══ INFORMATION GIVEN ══

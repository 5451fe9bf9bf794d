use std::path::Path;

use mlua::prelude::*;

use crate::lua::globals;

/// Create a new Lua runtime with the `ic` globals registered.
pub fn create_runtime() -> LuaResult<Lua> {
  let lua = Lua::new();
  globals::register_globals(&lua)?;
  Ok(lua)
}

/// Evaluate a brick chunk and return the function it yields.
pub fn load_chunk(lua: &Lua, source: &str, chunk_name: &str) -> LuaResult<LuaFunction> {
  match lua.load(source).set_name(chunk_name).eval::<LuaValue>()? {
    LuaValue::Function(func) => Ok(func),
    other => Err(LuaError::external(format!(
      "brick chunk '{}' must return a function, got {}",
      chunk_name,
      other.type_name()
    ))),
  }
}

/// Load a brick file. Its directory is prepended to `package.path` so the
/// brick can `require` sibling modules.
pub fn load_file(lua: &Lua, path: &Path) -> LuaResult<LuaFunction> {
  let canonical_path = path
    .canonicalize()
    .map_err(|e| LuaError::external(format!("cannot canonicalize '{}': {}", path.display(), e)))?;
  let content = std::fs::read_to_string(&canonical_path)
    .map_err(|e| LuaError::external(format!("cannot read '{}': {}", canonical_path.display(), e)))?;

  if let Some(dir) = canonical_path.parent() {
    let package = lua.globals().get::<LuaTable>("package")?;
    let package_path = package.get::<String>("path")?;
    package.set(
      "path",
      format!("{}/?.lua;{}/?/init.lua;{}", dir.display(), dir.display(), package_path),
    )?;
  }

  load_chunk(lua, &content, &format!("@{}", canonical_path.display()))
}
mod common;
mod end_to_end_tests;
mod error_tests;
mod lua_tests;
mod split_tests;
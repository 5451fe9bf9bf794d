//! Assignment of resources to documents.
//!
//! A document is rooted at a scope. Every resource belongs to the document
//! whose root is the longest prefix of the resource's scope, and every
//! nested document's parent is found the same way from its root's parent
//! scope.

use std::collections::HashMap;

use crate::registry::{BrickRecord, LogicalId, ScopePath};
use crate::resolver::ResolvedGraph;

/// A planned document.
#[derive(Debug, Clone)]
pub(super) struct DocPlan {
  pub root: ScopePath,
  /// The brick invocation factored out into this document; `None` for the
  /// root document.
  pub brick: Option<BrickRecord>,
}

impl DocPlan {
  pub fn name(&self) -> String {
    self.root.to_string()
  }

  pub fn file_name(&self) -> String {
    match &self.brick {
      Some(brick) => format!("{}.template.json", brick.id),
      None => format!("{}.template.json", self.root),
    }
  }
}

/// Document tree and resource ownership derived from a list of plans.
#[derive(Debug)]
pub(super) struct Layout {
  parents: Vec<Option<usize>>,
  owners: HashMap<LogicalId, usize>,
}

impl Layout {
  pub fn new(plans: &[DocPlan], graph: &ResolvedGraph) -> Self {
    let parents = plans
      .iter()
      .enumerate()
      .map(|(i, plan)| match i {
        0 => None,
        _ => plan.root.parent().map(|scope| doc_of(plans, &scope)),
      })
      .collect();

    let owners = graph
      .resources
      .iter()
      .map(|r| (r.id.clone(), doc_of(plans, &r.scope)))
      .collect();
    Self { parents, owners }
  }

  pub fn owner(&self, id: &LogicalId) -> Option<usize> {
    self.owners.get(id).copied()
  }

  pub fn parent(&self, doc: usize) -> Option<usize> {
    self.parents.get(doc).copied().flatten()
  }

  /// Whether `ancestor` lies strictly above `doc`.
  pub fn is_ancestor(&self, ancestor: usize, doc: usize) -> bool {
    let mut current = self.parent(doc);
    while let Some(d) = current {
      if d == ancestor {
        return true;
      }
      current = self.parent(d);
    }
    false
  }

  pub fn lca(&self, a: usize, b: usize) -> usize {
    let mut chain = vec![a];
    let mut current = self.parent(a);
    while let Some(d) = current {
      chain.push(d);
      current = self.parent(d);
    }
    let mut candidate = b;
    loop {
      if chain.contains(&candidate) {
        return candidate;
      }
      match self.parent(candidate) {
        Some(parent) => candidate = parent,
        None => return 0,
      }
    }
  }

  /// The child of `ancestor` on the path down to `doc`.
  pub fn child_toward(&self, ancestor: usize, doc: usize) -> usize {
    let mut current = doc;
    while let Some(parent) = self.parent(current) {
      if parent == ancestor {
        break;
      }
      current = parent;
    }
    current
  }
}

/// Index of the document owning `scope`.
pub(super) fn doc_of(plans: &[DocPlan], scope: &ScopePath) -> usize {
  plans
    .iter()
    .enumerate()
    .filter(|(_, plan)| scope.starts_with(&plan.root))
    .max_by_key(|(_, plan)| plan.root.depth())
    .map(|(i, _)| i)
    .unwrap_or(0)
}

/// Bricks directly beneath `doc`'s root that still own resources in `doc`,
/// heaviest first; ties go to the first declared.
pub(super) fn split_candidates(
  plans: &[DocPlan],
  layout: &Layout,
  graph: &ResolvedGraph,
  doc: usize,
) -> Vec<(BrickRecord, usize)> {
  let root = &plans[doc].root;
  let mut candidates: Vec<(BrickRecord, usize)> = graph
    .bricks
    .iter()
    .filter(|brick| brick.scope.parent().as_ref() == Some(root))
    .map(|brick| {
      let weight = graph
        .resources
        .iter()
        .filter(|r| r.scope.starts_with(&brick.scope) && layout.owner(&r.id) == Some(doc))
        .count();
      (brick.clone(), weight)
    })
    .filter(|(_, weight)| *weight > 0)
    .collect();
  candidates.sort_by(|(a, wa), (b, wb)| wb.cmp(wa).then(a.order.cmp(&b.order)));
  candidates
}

═══
══ INFORMATION GIVEN ══

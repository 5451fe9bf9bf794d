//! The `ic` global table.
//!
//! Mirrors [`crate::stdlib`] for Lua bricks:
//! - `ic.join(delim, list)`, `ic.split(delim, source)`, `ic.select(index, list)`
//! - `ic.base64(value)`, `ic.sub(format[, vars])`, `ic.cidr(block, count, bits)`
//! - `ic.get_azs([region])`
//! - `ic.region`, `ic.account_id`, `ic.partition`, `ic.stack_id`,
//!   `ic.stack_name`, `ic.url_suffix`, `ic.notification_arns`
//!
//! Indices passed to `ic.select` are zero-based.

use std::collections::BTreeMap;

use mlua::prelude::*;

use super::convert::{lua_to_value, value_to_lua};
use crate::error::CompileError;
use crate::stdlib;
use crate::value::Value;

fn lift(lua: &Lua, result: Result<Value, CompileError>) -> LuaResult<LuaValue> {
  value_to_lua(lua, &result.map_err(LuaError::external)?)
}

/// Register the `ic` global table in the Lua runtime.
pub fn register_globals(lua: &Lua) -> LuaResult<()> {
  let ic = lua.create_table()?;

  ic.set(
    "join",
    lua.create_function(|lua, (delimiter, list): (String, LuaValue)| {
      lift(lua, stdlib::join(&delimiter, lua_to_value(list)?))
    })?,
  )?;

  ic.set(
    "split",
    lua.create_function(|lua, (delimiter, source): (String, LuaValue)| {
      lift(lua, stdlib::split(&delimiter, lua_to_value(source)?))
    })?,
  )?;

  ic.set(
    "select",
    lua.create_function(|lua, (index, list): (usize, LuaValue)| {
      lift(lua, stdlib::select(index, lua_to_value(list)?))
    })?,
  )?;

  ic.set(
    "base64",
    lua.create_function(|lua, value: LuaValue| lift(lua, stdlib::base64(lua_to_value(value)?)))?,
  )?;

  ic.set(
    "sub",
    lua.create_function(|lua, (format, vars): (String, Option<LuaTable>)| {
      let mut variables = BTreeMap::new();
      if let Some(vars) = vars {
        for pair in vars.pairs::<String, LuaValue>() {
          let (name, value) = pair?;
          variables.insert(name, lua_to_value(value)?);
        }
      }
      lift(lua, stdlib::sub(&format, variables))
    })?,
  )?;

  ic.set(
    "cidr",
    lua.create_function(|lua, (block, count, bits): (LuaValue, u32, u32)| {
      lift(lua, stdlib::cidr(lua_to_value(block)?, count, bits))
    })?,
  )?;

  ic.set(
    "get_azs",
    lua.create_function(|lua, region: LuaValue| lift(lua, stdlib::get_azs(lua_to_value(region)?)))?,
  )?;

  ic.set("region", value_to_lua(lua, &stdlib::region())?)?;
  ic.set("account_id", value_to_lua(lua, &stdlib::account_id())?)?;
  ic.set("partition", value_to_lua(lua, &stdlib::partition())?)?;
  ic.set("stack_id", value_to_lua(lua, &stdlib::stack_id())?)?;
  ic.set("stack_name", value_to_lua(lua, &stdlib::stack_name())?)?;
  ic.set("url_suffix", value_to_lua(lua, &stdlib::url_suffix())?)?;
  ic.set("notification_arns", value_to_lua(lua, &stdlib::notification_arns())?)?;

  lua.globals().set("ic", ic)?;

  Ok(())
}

═══
══ INFORMATION GIVEN ══

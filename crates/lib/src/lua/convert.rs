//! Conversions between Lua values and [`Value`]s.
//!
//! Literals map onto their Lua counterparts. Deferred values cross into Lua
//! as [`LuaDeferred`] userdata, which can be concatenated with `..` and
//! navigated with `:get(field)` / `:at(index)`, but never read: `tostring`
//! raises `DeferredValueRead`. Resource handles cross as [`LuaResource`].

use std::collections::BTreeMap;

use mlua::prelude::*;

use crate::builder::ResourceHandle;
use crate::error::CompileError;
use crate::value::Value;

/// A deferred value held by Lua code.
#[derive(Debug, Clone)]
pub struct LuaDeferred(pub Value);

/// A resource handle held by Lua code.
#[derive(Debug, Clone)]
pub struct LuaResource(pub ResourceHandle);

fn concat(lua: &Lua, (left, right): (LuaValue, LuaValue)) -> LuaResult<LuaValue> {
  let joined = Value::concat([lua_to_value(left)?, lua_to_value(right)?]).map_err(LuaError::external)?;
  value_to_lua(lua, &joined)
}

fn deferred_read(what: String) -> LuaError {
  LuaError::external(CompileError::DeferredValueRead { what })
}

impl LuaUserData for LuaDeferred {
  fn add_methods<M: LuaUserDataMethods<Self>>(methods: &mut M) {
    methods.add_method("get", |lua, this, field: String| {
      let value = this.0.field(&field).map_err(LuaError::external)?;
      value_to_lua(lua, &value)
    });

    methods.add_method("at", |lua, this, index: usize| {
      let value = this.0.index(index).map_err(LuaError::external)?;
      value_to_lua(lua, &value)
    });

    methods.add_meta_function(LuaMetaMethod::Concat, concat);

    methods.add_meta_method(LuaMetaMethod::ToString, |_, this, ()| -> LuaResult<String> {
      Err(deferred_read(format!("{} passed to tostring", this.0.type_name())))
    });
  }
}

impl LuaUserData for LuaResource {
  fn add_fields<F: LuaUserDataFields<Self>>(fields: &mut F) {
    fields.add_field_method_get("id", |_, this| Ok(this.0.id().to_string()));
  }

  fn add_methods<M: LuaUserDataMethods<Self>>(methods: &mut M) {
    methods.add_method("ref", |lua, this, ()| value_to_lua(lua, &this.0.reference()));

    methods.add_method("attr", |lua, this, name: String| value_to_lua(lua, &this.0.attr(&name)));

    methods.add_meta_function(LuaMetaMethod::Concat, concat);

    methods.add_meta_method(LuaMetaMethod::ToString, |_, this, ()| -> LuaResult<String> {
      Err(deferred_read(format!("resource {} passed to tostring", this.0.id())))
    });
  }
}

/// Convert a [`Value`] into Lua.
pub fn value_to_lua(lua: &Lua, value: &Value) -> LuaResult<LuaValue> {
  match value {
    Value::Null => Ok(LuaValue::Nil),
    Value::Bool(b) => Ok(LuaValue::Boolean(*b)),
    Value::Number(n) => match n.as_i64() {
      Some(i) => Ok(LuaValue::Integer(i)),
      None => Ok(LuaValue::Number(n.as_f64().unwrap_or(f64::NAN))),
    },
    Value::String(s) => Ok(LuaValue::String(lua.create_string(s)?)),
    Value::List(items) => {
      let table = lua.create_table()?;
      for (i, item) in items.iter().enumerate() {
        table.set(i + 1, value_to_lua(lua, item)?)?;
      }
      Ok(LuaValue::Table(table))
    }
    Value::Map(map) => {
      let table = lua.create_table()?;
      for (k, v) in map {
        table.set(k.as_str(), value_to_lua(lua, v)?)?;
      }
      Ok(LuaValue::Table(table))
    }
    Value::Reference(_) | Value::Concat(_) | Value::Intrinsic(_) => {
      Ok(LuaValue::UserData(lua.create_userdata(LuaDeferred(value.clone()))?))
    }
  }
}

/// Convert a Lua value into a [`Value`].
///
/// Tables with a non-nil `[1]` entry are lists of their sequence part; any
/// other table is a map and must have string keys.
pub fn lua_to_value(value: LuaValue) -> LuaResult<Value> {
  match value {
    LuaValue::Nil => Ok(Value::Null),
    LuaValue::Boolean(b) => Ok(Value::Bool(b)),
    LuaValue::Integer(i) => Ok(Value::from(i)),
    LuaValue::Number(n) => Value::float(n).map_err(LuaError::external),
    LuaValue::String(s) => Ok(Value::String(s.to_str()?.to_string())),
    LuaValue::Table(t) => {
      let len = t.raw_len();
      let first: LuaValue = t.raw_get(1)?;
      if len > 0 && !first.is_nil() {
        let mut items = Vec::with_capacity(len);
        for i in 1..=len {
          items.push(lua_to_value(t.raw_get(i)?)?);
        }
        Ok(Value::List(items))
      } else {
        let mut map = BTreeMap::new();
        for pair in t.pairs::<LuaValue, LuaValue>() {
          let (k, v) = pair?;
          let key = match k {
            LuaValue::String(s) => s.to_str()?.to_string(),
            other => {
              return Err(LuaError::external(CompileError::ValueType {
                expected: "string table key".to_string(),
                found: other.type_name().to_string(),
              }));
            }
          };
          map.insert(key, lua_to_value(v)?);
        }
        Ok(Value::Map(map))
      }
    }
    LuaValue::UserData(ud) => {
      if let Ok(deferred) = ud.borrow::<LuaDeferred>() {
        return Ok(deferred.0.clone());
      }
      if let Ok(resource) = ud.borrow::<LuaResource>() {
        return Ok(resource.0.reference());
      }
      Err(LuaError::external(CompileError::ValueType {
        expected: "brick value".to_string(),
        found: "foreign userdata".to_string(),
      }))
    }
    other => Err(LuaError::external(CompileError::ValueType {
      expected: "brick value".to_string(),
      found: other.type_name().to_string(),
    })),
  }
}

═══

PROMPT:
Pull every line containing the string "ancestor" out of the data above and copy it.

EXERCISE RESPONSE:
  /// Whether `ancestor` lies strictly above `doc`.
  pub fn is_ancestor(&self, ancestor: usize, doc: usize) -> bool {
      if d == ancestor {
  /// The child of `ancestor` on the path down to `doc`.
  pub fn child_toward(&self, ancestor: usize, doc: usize) -> usize {
      if parent == ancestor {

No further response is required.